== WHAT IS NEEDED ==
Look through the records below, and whenever a line contains "against", copy it.

== MATERIAL FOR THIS TASK ==

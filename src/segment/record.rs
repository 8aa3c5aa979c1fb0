//! On-disk log record codec.
//!
//! Every record is encoded as:
//!
//! ```text
//! +----------+---------+------------------+--------------------+-----+-------+
//! | crc (4B) | kind 1B | key_len uvarint  | value_len uvarint  | key | value |
//! |  LE u32  |         |    at most 5B    |     at most 5B     |     |       |
//! +----------+---------+------------------+--------------------+-----+-------+
//! ```
//!
//! The CRC covers every byte after the CRC field itself. A header that
//! decodes to an all-zero CRC and zero lengths marks the end of the log.

use byteorder::{ByteOrder, LittleEndian};
use crc::{Crc, CRC_32_ISO_HDLC};

// CRC-32/ISO-HDLC is the IEEE polynomial.
pub(crate) const CRC32: Crc<u32> = Crc::<u32>::new(&CRC_32_ISO_HDLC);

/// crc + kind + two uvarint lengths (5 bytes each at most for u32 values).
pub const MAX_HEADER_SIZE: usize = 4 + 1 + 5 + 5;

/// Sequence number tag for non-transactional records: applied immediately
/// during replay, never buffered.
pub const NON_TXN_SEQ: u64 = 0;

#[derive(Debug, Clone, Copy, PartialEq, Eq)]
pub enum RecordKind {
    Normal = 0,
    Deleted = 1,
    TxnFinished = 2,
}

impl RecordKind {
    pub(crate) fn from_u8(byte: u8) -> Option<Self> {
        match byte {
            0 => Some(RecordKind::Normal),
            1 => Some(RecordKind::Deleted),
            2 => Some(RecordKind::TxnFinished),
            _ => None,
        }
    }
}

/// One append-only log entry. Never mutated once written to a segment.
#[derive(Debug, Clone, PartialEq, Eq)]
pub struct LogRecord {
    pub key: Vec<u8>,
    pub value: Vec<u8>,
    pub kind: RecordKind,
}

/// Stable locator of a record inside the log. Lives in the index and in
/// hint-file records, nowhere else.
#[derive(Debug, Clone, Copy, PartialEq, Eq)]
pub struct RecordPosition {
    pub segment_id: u32,
    pub offset: u64,
    pub size: u32,
}

pub(crate) struct RecordHeader {
    pub crc: u32,
    pub kind: u8,
    pub key_len: u32,
    pub value_len: u32,
    /// Encoded header length in bytes.
    pub len: usize,
}

/// Appends `v` to `buf` as an unsigned LEB128 varint.
pub(crate) fn encode_uvarint(buf: &mut Vec<u8>, mut v: u64) {
    while v >= 0x80 {
        buf.push((v as u8) | 0x80);
        v >>= 7;
    }
    buf.push(v as u8);
}

/// Decodes an unsigned LEB128 varint from the front of `buf`, returning
/// the value and the number of bytes consumed. `None` when `buf` ends
/// mid-varint or the varint overflows 64 bits.
pub(crate) fn decode_uvarint(buf: &[u8]) -> Option<(u64, usize)> {
    let mut value = 0u64;
    let mut shift = 0u32;
    for (i, &byte) in buf.iter().enumerate() {
        if shift >= 64 {
            return None;
        }
        value |= u64::from(byte & 0x7f) << shift;
        if byte & 0x80 == 0 {
            return Some((value, i + 1));
        }
        shift += 7;
    }
    None
}

/// Encodes a record into its on-disk form, CRC included.
pub fn encode_record(record: &LogRecord) -> Vec<u8> {
    let mut buf = Vec::with_capacity(MAX_HEADER_SIZE + record.key.len() + record.value.len());
    buf.extend_from_slice(&[0u8; 4]);
    buf.push(record.kind as u8);
    encode_uvarint(&mut buf, record.key.len() as u64);
    encode_uvarint(&mut buf, record.value.len() as u64);
    buf.extend_from_slice(&record.key);
    buf.extend_from_slice(&record.value);

    let crc = CRC32.checksum(&buf[4..]);
    LittleEndian::write_u32(&mut buf[..4], crc);
    buf
}

/// Parses a record header from the front of `buf`. Returns `None` when
/// `buf` is too short to hold one, which callers treat as end of segment.
pub(crate) fn decode_header(buf: &[u8]) -> Option<RecordHeader> {
    if buf.len() <= 5 {
        return None;
    }
    let crc = LittleEndian::read_u32(&buf[..4]);
    let kind = buf[4];
    let mut index = 5;
    let (key_len, n) = decode_uvarint(&buf[index..])?;
    index += n;
    let (value_len, n) = decode_uvarint(&buf[index..])?;
    index += n;
    if key_len > u32::MAX as u64 || value_len > u32::MAX as u64 {
        return None;
    }
    Some(RecordHeader {
        crc,
        kind,
        key_len: key_len as u32,
        value_len: value_len as u32,
        len: index,
    })
}

/// Encodes a position as three concatenated uvarints (hint records only).
pub fn encode_position(pos: &RecordPosition) -> Vec<u8> {
    let mut buf = Vec::with_capacity(15);
    encode_uvarint(&mut buf, pos.segment_id as u64);
    encode_uvarint(&mut buf, pos.offset);
    encode_uvarint(&mut buf, pos.size as u64);
    buf
}

pub fn decode_position(buf: &[u8]) -> Option<RecordPosition> {
    let (segment_id, n) = decode_uvarint(buf)?;
    let mut index = n;
    let (offset, n) = decode_uvarint(&buf[index..])?;
    index += n;
    let (size, _) = decode_uvarint(&buf[index..])?;
    Some(RecordPosition {
        segment_id: segment_id as u32,
        offset,
        size: size as u32,
    })
}

/// Prefixes `key` with a uvarint sequence number. Non-transactional
/// records use [`NON_TXN_SEQ`].
pub(crate) fn encode_key_with_seq(key: &[u8], seq: u64) -> Vec<u8> {
    let mut buf = Vec::with_capacity(key.len() + 10);
    encode_uvarint(&mut buf, seq);
    buf.extend_from_slice(key);
    buf
}

/// Splits an on-disk key into its sequence number and the real key.
pub(crate) fn split_key_seq(key: &[u8]) -> Option<(u64, Vec<u8>)> {
    let (seq, n) = decode_uvarint(key)?;
    Some((seq, key[n..].to_vec()))
}
mod file;
mod mmap;

use std::path::Path;

pub use file::StandardIo;
pub use mmap::MmapIo;

use crate::error::Result;

/// How a segment file is accessed.
#[derive(Debug, Clone, Copy, PartialEq, Eq)]
pub enum IoType {
    /// Positioned reads and writes against an ordinary file descriptor.
    Standard,
    /// Read-only memory map, used only to accelerate startup scans.
    MemoryMap,
}

/// Positioned IO over one file. Backends are selected once when the file
/// is opened and swapped only by reopening the file.
pub trait IoBackend: Send + Sync {
    /// Fills `buf` from `offset`. Fails when the range extends past EOF.
    fn read_at(&self, buf: &mut [u8], offset: u64) -> Result<()>;

    /// Writes `buf` at `offset`, returning the number of bytes written.
    fn write_at(&self, buf: &[u8], offset: u64) -> Result<usize>;

    /// Flushes written data to durable storage.
    fn sync(&self) -> Result<()>;

    /// Current file size in bytes.
    fn size(&self) -> Result<u64>;
}

pub fn open(path: &Path, io_type: IoType) -> Result<Box<dyn IoBackend>> {
    match io_type {
        IoType::Standard => Ok(Box::new(StandardIo::open(path)?)),
        IoType::MemoryMap => Ok(Box::new(MmapIo::open(path)?)),
    }
}
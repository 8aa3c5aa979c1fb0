use std::collections::HashMap;
use std::sync::atomic::Ordering;
use std::sync::Mutex;

use crate::config::BatchConfig;
use crate::error::{Error, Result};
use crate::segment::{encode_key_with_seq, LogRecord, RecordKind};
use crate::store::Store;

/// Key of the commit marker record appended after a batch's payload.
const TXN_FIN_KEY: &[u8] = b"txn-fin";

/// A set of writes that becomes visible atomically.
///
/// Operations are staged in memory; nothing reaches the log until
/// [`commit`](WriteBatch::commit). Replay after a crash only applies a
/// batch whose commit marker made it to disk, so a batch is either fully
/// visible or not at all. Staged operations collapse per key: the last
/// put or delete for a key wins.
pub struct WriteBatch<'a> {
    store: &'a Store,
    config: BatchConfig,
    pending: Mutex<HashMap<Vec<u8>, LogRecord>>,
}

impl Store {
    /// Starts an empty write batch against this store.
    pub fn new_batch(&self, config: BatchConfig) -> WriteBatch<'_> {
        WriteBatch {
            store: self,
            config,
            pending: Mutex::new(HashMap::new()),
        }
    }
}

impl WriteBatch<'_> {
    /// Stages a put of `value` under `key`.
    pub fn put(&self, key: &[u8], value: &[u8]) -> Result<()> {
        if key.is_empty() {
            return Err(Error::EmptyKey);
        }
        let mut pending = self.pending.lock().unwrap();
        if pending.len() >= self.config.max_batch_size && !pending.contains_key(key) {
            return Err(Error::ExceedsMaxBatchSize);
        }
        pending.insert(
            key.to_vec(),
            LogRecord {
                key: key.to_vec(),
                value: value.to_vec(),
                kind: RecordKind::Normal,
            },
        );
        Ok(())
    }

    /// Stages a delete of `key`. When the key is neither indexed nor
    /// staged the delete is dropped outright; when it only exists as a
    /// staged put, the staged put is cancelled instead of writing a
    /// tombstone for a key the log never held.
    pub fn delete(&self, key: &[u8]) -> Result<()> {
        if key.is_empty() {
            return Err(Error::EmptyKey);
        }
        let mut pending = self.pending.lock().unwrap();
        let indexed = self.store.index.get(key)?.is_some();
        if !indexed {
            pending.remove(key);
            return Ok(());
        }
        if pending.len() >= self.config.max_batch_size && !pending.contains_key(key) {
            return Err(Error::ExceedsMaxBatchSize);
        }
        pending.insert(
            key.to_vec(),
            LogRecord {
                key: key.to_vec(),
                value: Vec::new(),
                kind: RecordKind::Deleted,
            },
        );
        Ok(())
    }

    /// Appends the staged operations plus a commit marker, then applies
    /// them to the index. Holds the engine lock for the duration, so a
    /// batch commits as a contiguous run of records with a fresh sequence
    /// number. An empty batch is a no-op.
    pub fn commit(&self) -> Result<()> {
        let mut pending = self.pending.lock().unwrap();
        if pending.is_empty() {
            return Ok(());
        }
        if pending.len() > self.config.max_batch_size {
            return Err(Error::ExceedsMaxBatchSize);
        }

        let mut state = self.store.state.write().unwrap();
        let seq = self.store.seq_no.fetch_add(1, Ordering::SeqCst) + 1;

        let mut applied = Vec::with_capacity(pending.len());
        for record in pending.values() {
            let tagged = LogRecord {
                key: encode_key_with_seq(&record.key, seq),
                value: record.value.clone(),
                kind: record.kind,
            };
            let pos = self.store.append_record(&mut state, &tagged)?;
            applied.push((record.key.clone(), record.kind, pos));
        }

        // The marker is what makes the batch visible to replay.
        let marker = LogRecord {
            key: encode_key_with_seq(TXN_FIN_KEY, seq),
            value: Vec::new(),
            kind: RecordKind::TxnFinished,
        };
        self.store.append_record(&mut state, &marker)?;

        if self.config.sync_writes && !self.store.config.sync_writes {
            state.active.sync()?;
        }

        for (key, kind, pos) in applied {
            let old = if kind == RecordKind::Deleted {
                state.reclaimable += pos.size as u64;
                self.store.index.delete(&key)?
            } else {
                self.store.index.put(key, pos)?
            };
            if let Some(old) = old {
                state.reclaimable += old.size as u64;
            }
        }

        tracing::debug!(seq, records = pending.len(), "write batch committed");
        pending.clear();
        Ok(())
    }
}

#[cfg(test)]
mod tests {
    use super::*;
    use crate::config::Config;

    #[test]
    fn test_batch_invisible_before_commit() {
        let dir = tempfile::tempdir().unwrap();
        let store = Store::open(Config::new(dir.path())).unwrap();

        let batch = store.new_batch(BatchConfig::default());
        batch.put(b"a", b"1").unwrap();
        assert!(matches!(store.get(b"a"), Err(Error::KeyNotFound)));

        batch.commit().unwrap();
        assert_eq!(store.get(b"a").unwrap(), b"1");
    }

    #[test]
    fn test_batch_last_write_per_key_wins() {
        let dir = tempfile::tempdir().unwrap();
        let store = Store::open(Config::new(dir.path())).unwrap();
        store.put(b"gone", b"old").unwrap();

        let batch = store.new_batch(BatchConfig::default());
        batch.put(b"k", b"first").unwrap();
        batch.put(b"k", b"second").unwrap();
        batch.delete(b"gone").unwrap();
        batch.commit().unwrap();

        assert_eq!(store.get(b"k").unwrap(), b"second");
        assert!(matches!(store.get(b"gone"), Err(Error::KeyNotFound)));
    }

    #[test]
    fn test_batch_delete_of_staged_put_cancels_it() {
        let dir = tempfile::tempdir().unwrap();
        let store = Store::open(Config::new(dir.path())).unwrap();

        let batch = store.new_batch(BatchConfig::default());
        batch.put(b"k", b"v").unwrap();
        batch.delete(b"k").unwrap();
        batch.commit().unwrap();

        assert!(matches!(store.get(b"k"), Err(Error::KeyNotFound)));
        // no tombstone was written, so nothing became reclaimable
        assert_eq!(store.stat().unwrap().reclaimable_bytes, 0);
    }

    #[test]
    fn test_batch_size_limit() {
        let dir = tempfile::tempdir().unwrap();
        let store = Store::open(Config::new(dir.path())).unwrap();

        let batch = store.new_batch(BatchConfig {
            max_batch_size: 2,
            sync_writes: false,
        });
        batch.put(b"a", b"1").unwrap();
        batch.put(b"b", b"2").unwrap();
        assert!(matches!(batch.put(b"c", b"3"), Err(Error::ExceedsMaxBatchSize)));
        // restaging an already-staged key is always allowed
        batch.put(b"a", b"1x").unwrap();
    }

    #[test]
    fn test_committed_batch_survives_reopen() {
        let dir = tempfile::tempdir().unwrap();
        {
            let store = Store::open(Config::new(dir.path())).unwrap();
            let batch = store.new_batch(BatchConfig::default());
            batch.put(b"a", b"1").unwrap();
            batch.put(b"b", b"2").unwrap();
            batch.commit().unwrap();
            store.close().unwrap();
        }

        let store = Store::open(Config::new(dir.path())).unwrap();
        assert_eq!(store.get(b"a").unwrap(), b"1");
        assert_eq!(store.get(b"b").unwrap(), b"2");
    }

    #[test]
    fn test_uncommitted_batch_records_are_discarded_on_replay() {
        let dir = tempfile::tempdir().unwrap();
        {
            let store = Store::open(Config::new(dir.path())).unwrap();
            store.put(b"durable", b"yes").unwrap();

            // Write batch records straight to the log without the commit
            // marker, simulating a crash mid-commit.
            let seq = store.seq_no.fetch_add(1, Ordering::SeqCst) + 1;
            let record = LogRecord {
                key: encode_key_with_seq(b"phantom", seq),
                value: b"never".to_vec(),
                kind: RecordKind::Normal,
            };
            let mut state = store.state.write().unwrap();
            store.append_record(&mut state, &record).unwrap();
            drop(state);
            store.sync().unwrap();
        }

        let store = Store::open(Config::new(dir.path())).unwrap();
        assert_eq!(store.get(b"durable").unwrap(), b"yes");
        assert!(matches!(store.get(b"phantom"), Err(Error::KeyNotFound)));
    }

    #[test]
    fn test_sequence_numbers_resume_after_reopen() {
        let dir = tempfile::tempdir().unwrap();
        {
            let store = Store::open(Config::new(dir.path())).unwrap();
            let batch = store.new_batch(BatchConfig::default());
            batch.put(b"a", b"1").unwrap();
            batch.commit().unwrap();
            assert_eq!(store.seq_no.load(Ordering::SeqCst), 1);
            store.close().unwrap();
        }

        let store = Store::open(Config::new(dir.path())).unwrap();
        let batch = store.new_batch(BatchConfig::default());
        batch.put(b"b", b"2").unwrap();
        batch.commit().unwrap();
        assert_eq!(store.seq_no.load(Ordering::SeqCst), 2);
        assert_eq!(store.get(b"a").unwrap(), b"1");
        assert_eq!(store.get(b"b").unwrap(), b"2");
    }
}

== SOLUTION FOR THIS TASK ==
    /// Positioned reads and writes against an ordinary file descriptor.
    /// Starts an empty write batch against this store.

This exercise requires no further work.